AspectFlow controlCongestion control
Protectsthe receiver (its buffer)the network (router queues)
Signaladvertised window field in every TCP headerinferred: packet loss (timeout, dup ACKs), delay
Mechanismsliding window — sender may have ≤ window unACKed bytescwnd: slow start, congestion avoidance (AIMD), fast retransmit/recovery
Who states the limitreceiver states it explicitlysender estimates it
Exists in UDP?nono

The sender's real transmission limit is min(advertised window, congestion window). The sliding window itself is worth narrating once: bytes to the left of the window are sent-and-ACKed; bytes inside are sent-unACKed or sendable; bytes to the right must wait. As ACKs arrive the left edge slides right — hence the name. If the receiver's buffer fills, it advertises window 0 and the sender stalls (probing occasionally with window probes — so a single lost window-update can't deadlock the connection).

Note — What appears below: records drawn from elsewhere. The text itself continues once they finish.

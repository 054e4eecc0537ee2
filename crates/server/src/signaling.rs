use std::sync::{Arc, Mutex};

use axum::extract::ws::{close_code, CloseFrame, Message, WebSocket};
use tokio::sync::{mpsc, Notify};
use tracing::{debug, info, warn};
use uuid::Uuid;
use webrtc::ice_transport::ice_candidate::RTCIceCandidateInit;
use webrtc::peer_connection::sdp::session_description::RTCSessionDescription;
use webrtc::peer_connection::RTCPeerConnection;

use deskslice_protocol::{IceCandidate, SignalMessage};

use crate::error::{Result, ServerError};
use crate::publisher::Publisher;

/// What happens to a new viewer when one is already connected.
#[derive(Debug, Clone, Copy, PartialEq, Eq)]
pub enum ViewerPolicy {
    /// Refuse the newcomer with a policy-violation close.
    Reject,
    /// Kick the current viewer and admit the newcomer.
    Replace,
}

/// Handle to an admitted viewer: an outbound message channel (serializing
/// all writes onto its socket) and a kick signal.
struct ViewerHandle {
    id: Uuid,
    tx: mpsc::UnboundedSender<SignalMessage>,
    kick: Arc<Notify>,
}

enum Admission {
    Admitted,
    Rejected,
    Replaced(ViewerHandle),
}

/// The single-viewer admission slot, kept as an explicit state machine
/// rather than emerging from lock ordering.
#[derive(Default)]
struct ViewerSlot {
    active: Option<ViewerHandle>,
}

impl ViewerSlot {
    fn admit(&mut self, policy: ViewerPolicy, handle: ViewerHandle) -> Admission {
        if self.active.is_none() {
            self.active = Some(handle);
            return Admission::Admitted;
        }
        match policy {
            ViewerPolicy::Reject => Admission::Rejected,
            ViewerPolicy::Replace => match self.active.replace(handle) {
                Some(prior) => Admission::Replaced(prior),
                None => Admission::Admitted,
            },
        }
    }

    /// Clear the slot if `id` still owns it. Returns whether it did.
    fn release(&mut self, id: Uuid) -> bool {
        if self.active.as_ref().is_some_and(|h| h.id == id) {
            self.active = None;
            true
        } else {
            false
        }
    }
}

/// WebRTC signaling over `/ws/signal`: offer/answer/ICE exchange with
/// single-viewer admission.
pub struct SignalingServer {
    publisher: Arc<Publisher>,
    policy: ViewerPolicy,
    slot: Mutex<ViewerSlot>,
}

impl SignalingServer {
    pub fn new(publisher: Arc<Publisher>, policy: ViewerPolicy) -> Self {
        Self { publisher, policy, slot: Mutex::new(ViewerSlot::default()) }
    }

    /// Tell the active viewer the pipeline restarted so the browser
    /// re-offers. No-op without a viewer.
    pub fn notify_restart(&self) {
        let slot = self.lock_slot();
        if let Some(active) = &slot.active {
            let _ = active.tx.send(SignalMessage::Restart);
        }
    }

    /// Drive one viewer connection to completion.
    pub async fn handle_socket(self: Arc<Self>, mut socket: WebSocket) {
        let id = Uuid::new_v4();
        let (tx, mut rx) = mpsc::unbounded_channel::<SignalMessage>();
        let kick = Arc::new(Notify::new());

        let admission = self.lock_slot().admit(
            self.policy,
            ViewerHandle { id, tx: tx.clone(), kick: Arc::clone(&kick) },
        );
        match admission {
            Admission::Admitted => {}
            Admission::Rejected => {
                info!(%id, "viewer rejected: another viewer is active");
                let _ = socket
                    .send(Message::Close(Some(CloseFrame {
                        code: close_code::POLICY,
                        reason: "viewer already connected".into(),
                    })))
                    .await;
                return;
            }
            Admission::Replaced(prior) => {
                info!(%id, prior = %prior.id, "replacing active viewer");
                prior.kick.notify_one();
            }
        }

        // The new peer releases the prior viewer's peer as a side effect.
        let peer = match self.publisher.new_peer().await {
            Ok(peer) => peer,
            Err(e) => {
                warn!("peer creation failed: {e}");
                self.cleanup(id).await;
                return;
            }
        };

        // Forward local host candidates; the nil gathering terminator is
        // dropped.
        let ice_tx = tx.clone();
        peer.on_ice_candidate(Box::new(move |candidate| {
            let ice_tx = ice_tx.clone();
            Box::pin(async move {
                let Some(candidate) = candidate else { return };
                match candidate.to_json() {
                    Ok(init) => {
                        let _ = ice_tx.send(SignalMessage::Ice {
                            candidate: Some(IceCandidate {
                                candidate: init.candidate,
                                sdp_mid: init.sdp_mid,
                                sdp_mline_index: init.sdp_mline_index,
                            }),
                        });
                    }
                    Err(e) => warn!("serializing ice candidate: {e}"),
                }
            })
        }));

        info!(%id, "viewer connected");
        loop {
            tokio::select! {
                _ = kick.notified() => {
                    let _ = socket
                        .send(Message::Close(Some(CloseFrame {
                            code: close_code::NORMAL,
                            reason: "replaced".into(),
                        })))
                        .await;
                    break;
                }
                outbound = rx.recv() => {
                    let Some(msg) = outbound else { break };
                    let json = match serde_json::to_string(&msg) {
                        Ok(json) => json,
                        Err(e) => {
                            warn!("encoding signal message: {e}");
                            continue;
                        }
                    };
                    if socket.send(Message::Text(json.into())).await.is_err() {
                        break;
                    }
                }
                incoming = socket.recv() => {
                    let Some(Ok(msg)) = incoming else { break };
                    match msg {
                        Message::Text(text) => {
                            if let Err(e) = self.handle_message(text.as_str(), &peer, &tx).await {
                                debug!(%id, "signaling ended: {e}");
                                break;
                            }
                        }
                        Message::Close(_) => break,
                        _ => {}
                    }
                }
            }
        }

        self.cleanup(id).await;
        info!(%id, "viewer disconnected");
    }

    async fn handle_message(
        &self,
        text: &str,
        peer: &Arc<RTCPeerConnection>,
        tx: &mpsc::UnboundedSender<SignalMessage>,
    ) -> Result<()> {
        let msg: SignalMessage = match serde_json::from_str(text) {
            Ok(msg) => msg,
            Err(e) => {
                // Unknown tags are ignored; anything unparseable as JSON
                // ends the connection.
                if serde_json::from_str::<serde_json::Value>(text).is_ok() {
                    debug!("ignoring unknown signaling message");
                    return Ok(());
                }
                return Err(ServerError::Protocol(format!("malformed message: {e}")));
            }
        };

        match msg {
            SignalMessage::Offer { sdp } => self.handle_offer(&sdp, peer, tx).await,
            SignalMessage::Ice { candidate } => {
                let Some(candidate) = candidate else { return Ok(()) };
                peer.add_ice_candidate(RTCIceCandidateInit {
                    candidate: candidate.candidate,
                    sdp_mid: candidate.sdp_mid,
                    sdp_mline_index: candidate.sdp_mline_index,
                    ..Default::default()
                })
                .await
                .map_err(|e| ServerError::Protocol(format!("bad ice candidate: {e}")))
            }
            SignalMessage::Answer { .. } | SignalMessage::Restart => Ok(()),
        }
    }

    /// Answer an SDP offer. ICE gathering completes before the answer is
    /// sent, replacing trickle with a self-contained answer.
    async fn handle_offer(
        &self,
        sdp: &str,
        peer: &Arc<RTCPeerConnection>,
        tx: &mpsc::UnboundedSender<SignalMessage>,
    ) -> Result<()> {
        if sdp.is_empty() {
            return Err(ServerError::Protocol("empty offer".to_string()));
        }
        let offer = RTCSessionDescription::offer(sdp.to_string())
            .map_err(|e| ServerError::Protocol(format!("unparseable offer: {e}")))?;
        peer.set_remote_description(offer).await?;

        let answer = peer.create_answer(None).await?;
        let mut gather_complete = peer.gathering_complete_promise().await;
        peer.set_local_description(answer).await?;
        let _ = gather_complete.recv().await;

        // The sender's codec parameters are final now; let the RTP rewriter
        // stamp the negotiated payload type.
        self.publisher.update_write_params_from_peer(peer).await;

        let local = peer
            .local_description()
            .await
            .ok_or_else(|| ServerError::Protocol("missing local description".to_string()))?;
        let _ = tx.send(SignalMessage::Answer { sdp: local.sdp });
        Ok(())
    }

    async fn cleanup(&self, id: Uuid) {
        let released = self.lock_slot().release(id);
        if released {
            self.publisher.close_peer().await;
        }
    }

    fn lock_slot(&self) -> std::sync::MutexGuard<'_, ViewerSlot> {
        self.slot.lock().unwrap_or_else(|e| e.into_inner())
    }
}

1.9 Choosing a transport — the decision table

When the exam says "justify the choice of transport for application X", run this checklist:

If the application needs...ChooseBecause
every byte, in order, eventuallyTCPreliability is the whole product
request/response of one small messageUDP (+ app retry)a handshake costs 1 RTT before byte one; UDP completes in that time
broadcast or multicast deliveryUDPTCP is strictly point-to-point
smooth real-time flow, late data uselessUDP (RTP on top)retransmitted audio arrives too late to play
thousands of tiny clients on one serveroften UDPno per-connection kernel state
message boundaries preservedUDP (or framing over TCP)TCP is a stream

Exam pointers

  • "Explain the TCP three-way handshake and connection termination with a state diagram" — draw the two journeys above; explicitly say four segments for termination and why TIME_WAIT lasts 2·MSL (lost-final-ACK + old-duplicates: both reasons, verbatim).
  • "Differentiate TCP and UDP" — the §1.3 table is the answer; add the stream-boundary warning as your closing sentence.
  • Short-answer favourites: define MSS and relate it to MTU (MSS = MTU − 40 for IPv4); why 576 bytes matters for UDP; which field implements flow control (the 16-bit window).

Check yourself

  1. Which end of a TCP connection enters TIME_WAIT, and what two failures would occur if the state were skipped?
  2. A socket sits in CLOSE_WAIT for hours. What did the remote end do, and what bug does the local application have?
  3. State the sender's effective window when the receiver advertises 32 KB but cwnd is 8 KB.
  4. Why does DNS use UDP for queries but TCP for zone transfers?
  5. One write() of 4000 bytes is read by the peer as 2920 + 1080 bytes. Is this a bug? Which §1.3 property explains it?